Monte begins by addressing common reactions to U.S. injustices:
"The myth of American exceptionalism is finally crumbling for many people... White people especially have been indoctrinated this way to believe that America is exceptional above all other countries." (01:24)
She underscores how people of color, particularly African Americans, have never harbored such illusions due to a long legacy of both legal and medical racism.
“The researchers enrolled 600 black men, most of them poor sharecroppers. Of those men, 399 had syphilis and 201 did not. The men were not told that they had syphilis, but simply that they were being treated for ‘bad blood’...” (01:24–02:23)
“Drapetomania... was a ‘mental illness’ that caused enslaved people to flee captivity... What was the cure? You guessed it—punishment, usually in the form of whipping.” (06:04)
“Anarcha, one of his test subjects, was operated on at least 30 times over several years without anesthesia, even though it was readily available.” (19:24)
“A 1976 investigation by the US Government Accountability Office... found that in those three years alone, 3,406 sterilizations were performed on Native American women.” (27:50)
“Today, of course, syphilis is easily treated with antibiotics, particularly penicillin... and that is what makes the Tuskegee study so deeply harmful and offensive.” (34:25)

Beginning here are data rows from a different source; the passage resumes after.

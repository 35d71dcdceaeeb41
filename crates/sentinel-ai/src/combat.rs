//! Combat contract shared by everything that can be hit.
//!
//! Agents consume this trait to push damage into a target and implement it
//! themselves so other entities can attack them.

use serde::{Deserialize, Serialize};

/// Damage dealt by one resolved attack unless configured otherwise.
pub const DEFAULT_ATTACK_DAMAGE: i32 = 10;

/// Capability interface for a damageable entity.
pub trait Combatant {
    /// Applies damage. Implementations clamp health at zero.
    fn take_damage(&mut self, amount: i32);

    /// Current health, never negative.
    fn current_health(&self) -> i32;

    /// Maximum health.
    fn max_health(&self) -> i32;

    /// Whether the entity is dead.
    fn is_dead(&self) -> bool {
        self.current_health() <= 0
    }
}

/// Subtracts `amount` from `health`, clamping at zero.
///
/// Negative amounts are treated as zero; healing goes through other paths.
#[must_use]
pub fn apply_damage(health: i32, amount: i32) -> i32 {
    health.saturating_sub(amount.max(0)).max(0)
}

/// A plain damageable body with no behavior of its own.
///
/// Hosts use it for player avatars, destructible props or training targets.
#[derive(Debug, Clone, PartialEq, Eq, Serialize, Deserialize)]
pub struct Dummy {
    health: i32,
    max_health: i32,
    /// Total damage received over the body's lifetime.
    pub damage_taken: i64,
    /// Number of `take_damage` calls received.
    pub hits_taken: u32,
}

impl Dummy {
    /// Creates a body at full health.
    #[must_use]
    pub fn new(max_health: i32) -> Self {
        let max_health = max_health.max(0);
        Self {
            health: max_health,
            max_health,
            damage_taken: 0,
            hits_taken: 0,
        }
    }

    /// Restores health to maximum.
    pub fn heal_full(&mut self) {
        self.health = self.max_health;
    }
}

impl Combatant for Dummy {
    fn take_damage(&mut self, amount: i32) {
        if self.is_dead() {
            return;
        }
        self.hits_taken += 1;
        self.damage_taken += i64::from(amount.max(0));
        self.health = apply_damage(self.health, amount);
    }

    fn current_health(&self) -> i32 {
        self.health
    }

    fn max_health(&self) -> i32 {
        self.max_health
    }
}
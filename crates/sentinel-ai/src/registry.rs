//! Entity registry that owns agents, plain bodies and positions.
//!
//! The registry is the host-side half of the tick: it moves agents along
//! their navigators, updates each one against itself as the world, then
//! forwards every agent's events to the [`EventBus`].

use std::fmt;

use ahash::AHashMap;
use glam::Vec3;
use sentinel_common::{EntityId, SentinelError, SentinelResult};
use tracing::{debug, info, warn};

use crate::combat::Combatant;
use crate::controller::AgentController;
use crate::events::{AgentEvent, EventBus, EventHandler};
use crate::sensor::{LineOfSight, OpenField};
use crate::world::AgentWorld;

/// Owns every simulated entity and drives them with a shared clock.
pub struct AgentRegistry {
    agents: AHashMap<EntityId, AgentController>,
    bodies: AHashMap<EntityId, Box<dyn Combatant>>,
    positions: AHashMap<EntityId, Vec3>,
    sight: Box<dyn LineOfSight>,
    bus: EventBus,
    clock: f32,
}

impl fmt::Debug for AgentRegistry {
    fn fmt(&self, f: &mut fmt::Formatter<'_>) -> fmt::Result {
        f.debug_struct("AgentRegistry")
            .field("agents", &self.agents.len())
            .field("bodies", &self.bodies.len())
            .field("sight", &self.sight)
            .field("clock", &self.clock)
            .finish_non_exhaustive()
    }
}

impl Default for AgentRegistry {
    fn default() -> Self {
        Self::new(OpenField)
    }
}

impl AgentRegistry {
    /// Creates an empty registry using `sight` for line-of-sight tests.
    #[must_use]
    pub fn new(sight: impl LineOfSight + 'static) -> Self {
        Self {
            agents: AHashMap::new(),
            bodies: AHashMap::new(),
            positions: AHashMap::new(),
            sight: Box::new(sight),
            bus: EventBus::default(),
            clock: 0.0,
        }
    }

    /// Replaces the event bus with one of the given capacity.
    #[must_use]
    pub fn with_event_capacity(mut self, capacity: usize) -> Self {
        self.bus = EventBus::new(capacity);
        self
    }

    fn ensure_free(&self, id: EntityId) -> SentinelResult<()> {
        if self.agents.contains_key(&id) || self.bodies.contains_key(&id) {
            return Err(SentinelError::DuplicateEntity(id));
        }
        Ok(())
    }

    /// Adds an agent at `position`.
    pub fn spawn(&mut self, agent: AgentController, position: Vec3) -> SentinelResult<()> {
        let id = agent.id();
        self.ensure_free(id)?;
        self.positions.insert(id, position);
        self.agents.insert(id, agent);
        info!("Spawned agent {id} at {position:?}");
        Ok(())
    }

    /// Adds a damageable body with no behavior.
    pub fn add_combatant(
        &mut self,
        id: EntityId,
        body: impl Combatant + 'static,
        position: Vec3,
    ) -> SentinelResult<()> {
        self.ensure_free(id)?;
        self.positions.insert(id, position);
        self.bodies.insert(id, Box::new(body));
        Ok(())
    }

    /// Removes an agent or body right away.
    pub fn despawn(&mut self, id: EntityId) -> SentinelResult<()> {
        let known = self.agents.remove(&id).is_some() | self.bodies.remove(&id).is_some();
        if !known {
            return Err(SentinelError::UnknownEntity(id));
        }
        self.positions.remove(&id);
        debug!("Despawned {id}");
        Ok(())
    }

    /// Moves an entity.
    pub fn set_position(&mut self, id: EntityId, position: Vec3) -> SentinelResult<()> {
        let slot = self
            .positions
            .get_mut(&id)
            .ok_or(SentinelError::UnknownEntity(id))?;
        *slot = position;
        Ok(())
    }

    /// Position of an entity.
    #[must_use]
    pub fn position(&self, id: EntityId) -> Option<Vec3> {
        self.positions.get(&id).copied()
    }

    /// Deals damage through an entity's combat contract.
    pub fn damage(&mut self, id: EntityId, amount: i32) -> SentinelResult<()> {
        let target = self
            .combatant_mut(id)
            .ok_or(SentinelError::UnknownEntity(id))?;
        target.take_damage(amount);
        Ok(())
    }

    /// An agent.
    #[must_use]
    pub fn get(&self, id: EntityId) -> Option<&AgentController> {
        self.agents.get(&id)
    }

    /// An agent, mutably.
    pub fn get_mut(&mut self, id: EntityId) -> Option<&mut AgentController> {
        self.agents.get_mut(&id)
    }

    /// Agent IDs in ascending order.
    #[must_use]
    pub fn agent_ids(&self) -> Vec<EntityId> {
        let mut ids: Vec<EntityId> = self.agents.keys().copied().collect();
        ids.sort_unstable();
        ids
    }

    /// Number of live agents.
    #[must_use]
    pub fn len(&self) -> usize {
        self.agents.len()
    }

    /// Whether there are no agents.
    #[must_use]
    pub fn is_empty(&self) -> bool {
        self.agents.is_empty()
    }

    /// Simulation time.
    #[must_use]
    pub const fn now(&self) -> f32 {
        self.clock
    }

    /// The event bus.
    #[must_use]
    pub const fn bus(&self) -> &EventBus {
        &self.bus
    }

    /// Advances every agent by `dt` seconds.
    ///
    /// Agents are visited in ascending ID order so runs are reproducible.
    pub fn tick(&mut self, dt: f32) {
        self.clock += dt;
        let now = self.clock;
        let ids = self.agent_ids();

        for id in &ids {
            let Some(agent) = self.agents.get_mut(id) else {
                continue;
            };
            let from = self.positions.get(id).copied().unwrap_or_else(|| agent.position());
            let to = agent.step_navigation(from, dt);
            self.positions.insert(*id, to);
        }

        for id in &ids {
            // Taken out so the agent can see the rest of the registry as its world.
            let Some(mut agent) = self.agents.remove(id) else {
                continue;
            };
            agent.update(dt, now, self);
            self.agents.insert(*id, agent);
        }

        self.flush();

        let removed: Vec<EntityId> = ids
            .into_iter()
            .filter(|id| self.agents.get(id).is_some_and(AgentController::is_removed))
            .collect();
        for id in removed {
            self.agents.remove(&id);
            self.positions.remove(&id);
            info!("Agent {id} removed from the world");
        }
    }

    /// Moves events raised outside a tick onto the bus.
    pub fn flush(&mut self) {
        let mut dropped = 0usize;
        for id in self.agent_ids() {
            let Some(agent) = self.agents.get_mut(&id) else {
                continue;
            };
            for event in agent.drain_events() {
                if !self.bus.publish(event) {
                    dropped += 1;
                }
            }
        }
        if dropped > 0 {
            warn!("Event bus full, dropped {dropped} events");
        }
    }

    /// Flushes and drains every pending event.
    pub fn drain_events(&mut self) -> Vec<AgentEvent> {
        self.flush();
        self.bus.drain()
    }

    /// Flushes and hands every pending event to `handlers`.
    pub fn dispatch(&mut self, handlers: &mut [&mut dyn EventHandler]) -> usize {
        self.flush();
        self.bus.dispatch(handlers)
    }
}

impl AgentWorld for AgentRegistry {
    fn position_of(&self, entity: EntityId) -> Option<Vec3> {
        self.positions.get(&entity).copied()
    }

    fn sight(&self) -> &dyn LineOfSight {
        self.sight.as_ref()
    }

    fn combatant(&self, entity: EntityId) -> Option<&dyn Combatant> {
        if let Some(agent) = self.agents.get(&entity) {
            let agent: &dyn Combatant = agent;
            return Some(agent);
        }
        let body: &dyn Combatant = self.bodies.get(&entity)?.as_ref();
        Some(body)
    }

    fn combatant_mut(&mut self, entity: EntityId) -> Option<&mut dyn Combatant> {
        if let Some(agent) = self.agents.get_mut(&entity) {
            let agent: &mut dyn Combatant = agent;
            return Some(agent);
        }
        let body: &mut dyn Combatant = self.bodies.get_mut(&entity)?.as_mut();
        Some(body)
    }
}
//! Stateless geometric sensor queries.

use glam::Vec3;
use serde::{Deserialize, Serialize};

/// Distance reported when there is nothing to measure against.
pub const NO_TARGET_DISTANCE: f32 = f32::INFINITY;

/// Line-of-sight test between two points.
pub trait LineOfSight: std::fmt::Debug {
    /// Whether the segment `from -> to` is unobstructed.
    fn is_clear(&self, from: Vec3, to: Vec3) -> bool;
}

/// Nothing ever blocks sight.
#[derive(Debug, Clone, Copy, Default)]
pub struct OpenField;

impl LineOfSight for OpenField {
    fn is_clear(&self, _from: Vec3, _to: Vec3) -> bool {
        true
    }
}

/// A spherical obstacle.
#[derive(Debug, Clone, Copy, PartialEq, Serialize, Deserialize)]
pub struct Occluder {
    /// Sphere center.
    pub center: Vec3,
    /// Sphere radius.
    pub radius: f32,
}

/// Sight blocked by a set of spheres.
#[derive(Debug, Clone, Default, Serialize, Deserialize)]
pub struct Occluders {
    spheres: Vec<Occluder>,
}

impl Occluders {
    /// Creates an empty set.
    #[must_use]
    pub fn new() -> Self {
        Self::default()
    }

    /// Adds a blocker.
    #[must_use]
    pub fn with(mut self, center: Vec3, radius: f32) -> Self {
        self.spheres.push(Occluder {
            center,
            radius: radius.max(0.0),
        });
        self
    }

    /// Number of blockers.
    #[must_use]
    pub fn len(&self) -> usize {
        self.spheres.len()
    }

    /// Whether there are no blockers.
    #[must_use]
    pub fn is_empty(&self) -> bool {
        self.spheres.is_empty()
    }
}

impl LineOfSight for Occluders {
    fn is_clear(&self, from: Vec3, to: Vec3) -> bool {
        self.spheres
            .iter()
            .all(|s| segment_point_distance(from, to, s.center) > s.radius)
    }
}

/// Distance between two positions.
#[must_use]
pub fn distance(a: Vec3, b: Vec3) -> f32 {
    a.distance(b)
}

/// Distance to an optional target position, infinite when absent.
#[must_use]
pub fn distance_to(from: Vec3, target: Option<Vec3>) -> f32 {
    target.map_or(NO_TARGET_DISTANCE, |t| distance(from, t))
}

/// Distance plus line-of-sight test.
///
/// The ray is only cast when the target is inside `radius`.
#[must_use]
pub fn can_sense(from: Vec3, target: Option<Vec3>, radius: f32, sight: &dyn LineOfSight) -> bool {
    match target {
        Some(to) if distance(from, to) <= radius => sight.is_clear(from, to),
        _ => false,
    }
}

/// Shortest distance from `point` to the segment `a -> b`.
fn segment_point_distance(a: Vec3, b: Vec3, point: Vec3) -> f32 {
    let ab = b - a;
    let len_sq = ab.length_squared();
    if len_sq <= f32::EPSILON {
        return point.distance(a);
    }
    let t = ((point - a).dot(ab) / len_sq).clamp(0.0, 1.0);
    point.distance(a + ab * t)
}
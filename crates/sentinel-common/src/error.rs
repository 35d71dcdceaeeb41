//! Error types for Project Sentinel.

use crate::ids::EntityId;
use thiserror::Error;

/// Top-level error type for Sentinel operations.
#[derive(Debug, Error)]
pub enum SentinelError {
    /// No entity with this handle is registered
    #[error("Unknown entity: {0}")]
    UnknownEntity(EntityId),

    /// An entity with this handle is already registered
    #[error("Entity already registered: {0}")]
    DuplicateEntity(EntityId),

    /// Agent or scenario configuration was rejected
    #[error("Invalid configuration: {0}")]
    InvalidConfig(String),

    /// IO errors
    #[error("IO error: {0}")]
    Io(#[from] std::io::Error),
}

/// Result type alias for Sentinel operations.
pub type SentinelResult<T> = Result<T, SentinelError>;
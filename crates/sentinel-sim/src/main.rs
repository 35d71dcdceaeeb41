//! # Sentinel
//!
//! Headless host that runs agents through a scripted encounter.
//!
//! Usage: `sentinel [scenario.toml]`. Without a path the built-in
//! encounter runs. Set `RUST_LOG=sentinel_ai=debug` to see every state
//! change.

#![warn(missing_docs)]
#![warn(clippy::all)]
#![deny(clippy::unwrap_used)]

mod scenario;

use std::path::PathBuf;

use anyhow::Result;
use tracing::info;
use tracing_subscriber::{fmt, prelude::*, EnvFilter};

use crate::scenario::Scenario;

/// Main entry point.
fn main() -> Result<()> {
    // Initialize tracing
    tracing_subscriber::registry()
        .with(fmt::layer())
        .with(EnvFilter::from_default_env().add_directive("sentinel=info".parse()?))
        .init();

    info!("Sentinel starting...");
    info!("Version: {}", sentinel_common::VERSION);

    let scenario = match std::env::args_os().nth(1).map(PathBuf::from) {
        Some(path) => Scenario::load(&path)?,
        None => {
            info!("No scenario given, running the built-in encounter");
            Scenario::builtin()?
        },
    };

    let summary = scenario::run(&scenario)?;
    info!(
        "Encounter over after {:.2}s ({} ticks): player health {}, {} deaths, {} attacks, {} drops, {} agents left",
        summary.elapsed,
        summary.ticks,
        summary.player_health,
        summary.deaths,
        summary.attacks,
        summary.drops,
        summary.agents_left
    );

    info!("Sentinel shutdown complete");
    Ok(())
}
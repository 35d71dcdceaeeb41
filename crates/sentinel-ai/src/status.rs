//! Host status container: health storage and status modifiers.
//!
//! The state machine never owns health. It reads and writes it through a
//! [`StatusContainer`] supplied by the host entity, and forwards modifier
//! calls to the same container.

use sentinel_common::ModifierId;
use serde::{Deserialize, Serialize};

// ============================================================================
// Modifiers
// ============================================================================

/// Kind of status modifier.
#[derive(Debug, Clone, Copy, PartialEq, Eq, Hash, Serialize, Deserialize)]
#[serde(rename_all = "snake_case")]
pub enum ModifierKind {
    /// Cannot act; the behavior controller skips its update.
    Stunned,
    /// Movement speed multiplied by the modifier magnitude.
    Slowed,
    /// Movement speed multiplied by the modifier magnitude.
    Hasted,
    /// Host-defined modifier the controller does not interpret.
    Custom(u16),
}

impl ModifierKind {
    /// Whether this kind changes movement speed.
    #[must_use]
    pub const fn affects_speed(self) -> bool {
        matches!(self, Self::Slowed | Self::Hasted)
    }
}

/// One applied modifier.
#[derive(Debug, Clone, PartialEq, Serialize, Deserialize)]
pub struct Modifier {
    /// Instance ID.
    pub id: ModifierId,
    /// Modifier kind.
    pub kind: ModifierKind,
    /// Effect strength. Speed modifiers use it as a multiplier.
    pub magnitude: f32,
    /// Remaining duration, `None` for permanent.
    pub remaining: Option<f32>,
}

impl Modifier {
    /// Create a permanent modifier with magnitude 1.0.
    #[must_use]
    pub fn new(kind: ModifierKind) -> Self {
        Self {
            id: ModifierId::next(),
            kind,
            magnitude: 1.0,
            remaining: None,
        }
    }

    /// Set magnitude.
    #[must_use]
    pub fn with_magnitude(mut self, magnitude: f32) -> Self {
        self.magnitude = magnitude;
        self
    }

    /// Set duration.
    #[must_use]
    pub fn with_duration(mut self, seconds: f32) -> Self {
        self.remaining = Some(seconds.max(0.0));
        self
    }

    /// Check if expired.
    #[must_use]
    pub fn is_expired(&self) -> bool {
        self.remaining.is_some_and(|r| r <= 0.0)
    }
}

// ============================================================================
// Container interface
// ============================================================================

/// Status/buff container owned by the host entity.
pub trait StatusContainer: std::fmt::Debug {
    /// Current health.
    fn health(&self) -> i32;

    /// Maximum health.
    fn max_health(&self) -> i32;

    /// Overwrites current health. Implementations clamp to `0..=max`.
    fn set_health(&mut self, health: i32);

    /// Adds a modifier.
    fn add_modifier(&mut self, modifier: Modifier);

    /// Removes a modifier by instance ID. Returns whether it was present.
    fn remove_modifier(&mut self, id: ModifierId) -> bool;

    /// Whether any modifier of `kind` is active.
    fn has_modifier_of_type(&self, kind: ModifierKind) -> bool;

    /// Combined movement speed multiplier.
    fn speed_multiplier(&self) -> f32 {
        1.0
    }

    /// Advances modifier timers.
    fn tick(&mut self, _dt: f32) {}
}

// ============================================================================
// Default container
// ============================================================================

/// Health pool plus a list of timed modifiers.
#[derive(Debug, Clone, PartialEq, Serialize, Deserialize)]
pub struct StatusSet {
    health: i32,
    max_health: i32,
    modifiers: Vec<Modifier>,
}

impl StatusSet {
    /// Create a full-health container.
    #[must_use]
    pub fn new(max_health: i32) -> Self {
        let max_health = max_health.max(0);
        Self {
            health: max_health,
            max_health,
            modifiers: Vec::new(),
        }
    }

    /// Active modifiers.
    #[must_use]
    pub fn modifiers(&self) -> &[Modifier] {
        &self.modifiers
    }
}

impl StatusContainer for StatusSet {
    fn health(&self) -> i32 {
        self.health
    }

    fn max_health(&self) -> i32 {
        self.max_health
    }

    fn set_health(&mut self, health: i32) {
        self.health = health.clamp(0, self.max_health);
    }

    fn add_modifier(&mut self, modifier: Modifier) {
        self.modifiers.push(modifier);
    }

    fn remove_modifier(&mut self, id: ModifierId) -> bool {
        let len = self.modifiers.len();
        self.modifiers.retain(|m| m.id != id);
        self.modifiers.len() != len
    }

    fn has_modifier_of_type(&self, kind: ModifierKind) -> bool {
        self.modifiers.iter().any(|m| m.kind == kind)
    }

    fn speed_multiplier(&self) -> f32 {
        self.modifiers
            .iter()
            .filter(|m| m.kind.affects_speed())
            .map(|m| m.magnitude.max(0.0))
            .product()
    }

    fn tick(&mut self, dt: f32) {
        for modifier in &mut self.modifiers {
            if let Some(remaining) = modifier.remaining.as_mut() {
                *remaining -= dt;
            }
        }
        self.modifiers.retain(|m| !m.is_expired());
    }
}
//! Locally handled agent faults.
//!
//! None of these are returned to callers. The controller logs them,
//! degrades to a safe default and reports them on the event queue.

use crate::state::AgentState;
use serde::{Deserialize, Serialize};
use thiserror::Error;

/// Feature that depends on an injected collaborator.
#[derive(Debug, Clone, Copy, PartialEq, Eq, Hash, Serialize, Deserialize)]
#[serde(rename_all = "snake_case")]
pub enum Feature {
    /// Movement and patrol; needs a navigation proxy.
    Movement,
    /// Health, damage and death; needs a status container.
    Health,
}

/// A degraded-but-handled failure.
#[derive(Debug, Clone, Copy, PartialEq, Eq, Error, Serialize, Deserialize)]
pub enum AgentFault {
    /// A required collaborator was missing at initialization.
    #[error("missing collaborator, {0:?} disabled")]
    ConfigurationError(Feature),

    /// `force_state` asked for a state that cannot be entered right now.
    #[error("cannot force {requested}, fell back to {resolved}")]
    InvalidTransitionRequest {
        /// State that was asked for.
        requested: AgentState,
        /// State actually entered.
        resolved: AgentState,
    },

    /// A target query ran without a live target.
    #[error("target query without a target")]
    OutOfRangeQuery,
}
//! Fee engine (C6): pure, deterministic decimal arithmetic combining the
//! effective annual rate with a client's commercial terms into a locate fee
//! breakdown (§4.6). Every intermediate is quantized to 4 dp before the
//! next step consumes it.

use rust_decimal::Decimal;

use crate::decimal::{checked_add, checked_div, checked_mul, quantize, ArithmeticError};
use crate::models::{Broker, FeeBreakdown, TransactionFeeType};

const FEE_SCALE: u32 = 4;

/// Computes the locate fee breakdown. Negative intermediates are impossible
/// given validated inputs (position_value > 0, loan_days in [1,365], rate
/// >= min_borrow_rate >= 0); if one is observed anyway it's a bug, not a
/// user error, so it surfaces as `ArithmeticError` rather than being
/// silently clamped.
pub fn calculate_fee(
    position_value: Decimal,
    loan_days: i32,
    annual_rate: Decimal,
    broker: &Broker,
) -> Result<FeeBreakdown, ArithmeticError> {
    // Kept at full precision rather than quantized: §8's S1 walk-through is
    // explicit that the daily rate is "quantized to 0.0002 only at display"
    // and that internal math carries at least 10 dp, so only `borrow_cost`
    // itself gets rounded.
    let daily_rate = checked_div(annual_rate, Decimal::from(365))?;

    let borrow_cost = quantize(
        checked_mul(checked_mul(position_value, daily_rate)?, Decimal::from(loan_days))?,
        FEE_SCALE,
    );
    reject_negative(borrow_cost, "borrow_cost")?;

    let markup_fraction = checked_div(broker.markup_percentage, Decimal::from(100))?;
    let markup = quantize(checked_mul(borrow_cost, markup_fraction)?, FEE_SCALE);
    reject_negative(markup, "markup")?;

    let transaction_fees = match broker.transaction_fee_type {
        TransactionFeeType::Flat => quantize(broker.transaction_amount, FEE_SCALE),
        TransactionFeeType::Percentage => {
            let fraction = checked_div(broker.transaction_amount, Decimal::from(100))?;
            quantize(checked_mul(position_value, fraction)?, FEE_SCALE)
        }
    };
    reject_negative(transaction_fees, "transaction_fees")?;

    let total_fee = quantize(checked_add(checked_add(borrow_cost, markup)?, transaction_fees)?, FEE_SCALE);
    reject_negative(total_fee, "total_fee")?;

    Ok(FeeBreakdown { borrow_cost, markup, transaction_fees, total_fee })
}

fn reject_negative(v: Decimal, op: &'static str) -> Result<(), ArithmeticError> {
    if v.is_sign_negative() && !v.is_zero() {
        return Err(ArithmeticError::Overflow { op });
    }
    Ok(())
}
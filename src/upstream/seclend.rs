//! SecLend client: `GET /api/borrows/{ticker}` with an `X-API-Key` header,
//! returning the base borrow rate and a qualitative borrow-status hint
//! (§6.2). The status is informational only — the rate is what feeds the
//! pricing pipeline.

use std::sync::Arc;

use reqwest::Client;
use rust_decimal::Decimal;
use serde::Deserialize;

use crate::clock::Clock;
use crate::config::UpstreamEndpointConfig;
use crate::models::BorrowStatus;
use crate::rng::Rng;

use super::breaker::CircuitState;
use super::{EndpointFabric, UpstreamError};

#[derive(Debug, Deserialize)]
struct SecLendResponse {
    rate: Decimal,
    status: Option<String>,
}

pub struct SecLendRate {
    pub rate: Decimal,
    pub status: Option<BorrowStatus>,
}

pub struct SecLendClient {
    http: Client,
    base_url: String,
    api_key: String,
    fabric: EndpointFabric,
}

impl SecLendClient {
    pub fn new(
        http: Client,
        base_url: String,
        api_key: String,
        config: UpstreamEndpointConfig,
        clock: Arc<dyn Clock>,
        rng: Arc<dyn Rng>,
    ) -> Self {
        Self {
            http,
            base_url,
            api_key,
            fabric: EndpointFabric::new("seclend", config, clock, rng),
        }
    }

    pub fn breaker_state(&self) -> CircuitState {
        self.fabric.breaker().state()
    }

    pub async fn fetch_rate(&self, ticker: &str) -> Result<SecLendRate, UpstreamError> {
        let url = format!("{}/api/borrows/{}", self.base_url, ticker);
        let result = self
            .fabric
            .run(|| async {
                let response = self
                    .http
                    .get(&url)
                    .header("X-API-Key", &self.api_key)
                    .send()
                    .await
                    .map_err(|e| UpstreamError::Transport(e.to_string()))?;

                if !response.status().is_success() {
                    return Err(UpstreamError::BadStatus { status: response.status() });
                }

                let body: SecLendResponse = response
                    .json()
                    .await
                    .map_err(|e| UpstreamError::Decode(e.to_string()))?;

                // Negative or NaN rates are transient-failure signals, not
                // valid quotes (§4.5 edge policies).
                if body.rate.is_sign_negative() {
                    return Err(UpstreamError::Decode("negative rate".into()));
                }

                Ok(body)
            })
            .await?;

        Ok(SecLendRate {
            rate: result.rate,
            status: result.status.as_deref().and_then(BorrowStatus::parse),
        })
    }
}
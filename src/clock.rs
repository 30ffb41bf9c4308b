//! Injected clock so TTL/breaker-timeout logic is deterministic in tests.

use chrono::{DateTime, Utc};
use std::sync::atomic::{AtomicI64, Ordering};
use std::time::{Duration, Instant};

pub trait Clock: Send + Sync + 'static {
    fn now(&self) -> DateTime<Utc>;
    fn instant(&self) -> Instant;
}

#[derive(Debug, Default, Clone, Copy)]
pub struct SystemClock;

impl Clock for SystemClock {
    fn now(&self) -> DateTime<Utc> {
        Utc::now()
    }

    fn instant(&self) -> Instant {
        Instant::now()
    }
}

/// Deterministic clock for tests: starts at the real wall time but only
/// `instant()` is steppable, since `Instant` cannot be manufactured from an
/// arbitrary offset in stable Rust.
pub struct FixedClock {
    base_instant: Instant,
    base_wall: DateTime<Utc>,
    offset_ms: AtomicI64,
}

impl FixedClock {
    pub fn new(base_wall: DateTime<Utc>) -> Self {
        Self {
            base_instant: Instant::now(),
            base_wall,
            offset_ms: AtomicI64::new(0),
        }
    }

    pub fn advance(&self, d: Duration) {
        self.offset_ms
            .fetch_add(d.as_millis() as i64, Ordering::SeqCst);
    }
}

impl Clock for FixedClock {
    fn now(&self) -> DateTime<Utc> {
        let off = self.offset_ms.load(Ordering::SeqCst);
        self.base_wall + chrono::Duration::milliseconds(off)
    }

    fn instant(&self) -> Instant {
        let off = self.offset_ms.load(Ordering::SeqCst);
        self.base_instant + Duration::from_millis(off.max(0) as u64)
    }
}

#[cfg(test)]
mod tests {
    use super::*;

    #[test]
    fn fixed_clock_advances_both_views() {
        let clock = FixedClock::new(Utc::now());
        let wall0 = clock.now();
        let inst0 = clock.instant();
        clock.advance(Duration::from_secs(5));
        assert!(clock.now() > wall0);
        assert!(clock.instant() > inst0);
    }
}
//! Authentication: opaque API-key bearer tokens, hashed and looked up
//! per request, backing the per-client rate limiter (C8).

pub mod apikey;
pub mod locate;

pub use apikey::{generate_key, hash_key};
pub use locate::{authenticate_and_throttle, AuthContext};
fn seclend_app_down() -> Router {
    Router::new().route(
        "/api/borrows/:ticker",
        get(|| async { StatusCode::SERVICE_UNAVAILABLE }),
    )
}

fn volatility_app(value: &'static str) -> Router {
    Router::new().route(
        "/api/market/volatility/:ticker",
        get(move || async move {
            Json(json!({ "value": value, "timestamp": chrono::Utc::now().to_rfc3339() }))
        }),
    )
}

fn events_app(risk_factor: i32, days_out: i64) -> Router {
    Router::new().route(
        "/api/calendar/events",
        get(move || async move {
            let date = (chrono::Utc::now().date_naive() + chrono::Duration::days(days_out)).to_string();
            Json(json!({ "events": [{ "type": "earnings", "date": date, "risk_factor": risk_factor }] }))
        }),
    )
}

fn events_app_empty() -> Router {
    Router::new().route("/api/calendar/events", get(|| async { Json(json!({ "events": [] })) }))
}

“Her job was to act as the intermediary between the government doctors and the local Black population... She became the primary contact for participants.” (41:15)
“[The doctors] performed painful diagnostic procedures such as spinal taps, claiming they were ‘special treatment’. It was just torture.” (01:24)
On Institutionalized Racism:
“Racism was embedded in the organization and very institutions of medical care. For a lot of people who are new to deconstruction, when people discuss systemic racism, this is the type of thing that they mean.” (10:05)
On Women and Medical Disrespect:
After recounting a story about the disrespect shown to the U.S. Women's Hockey Team:
“It’s not a joke. It’s only a joke if everyone’s laughing. Otherwise it’s just bullying.” (13:58)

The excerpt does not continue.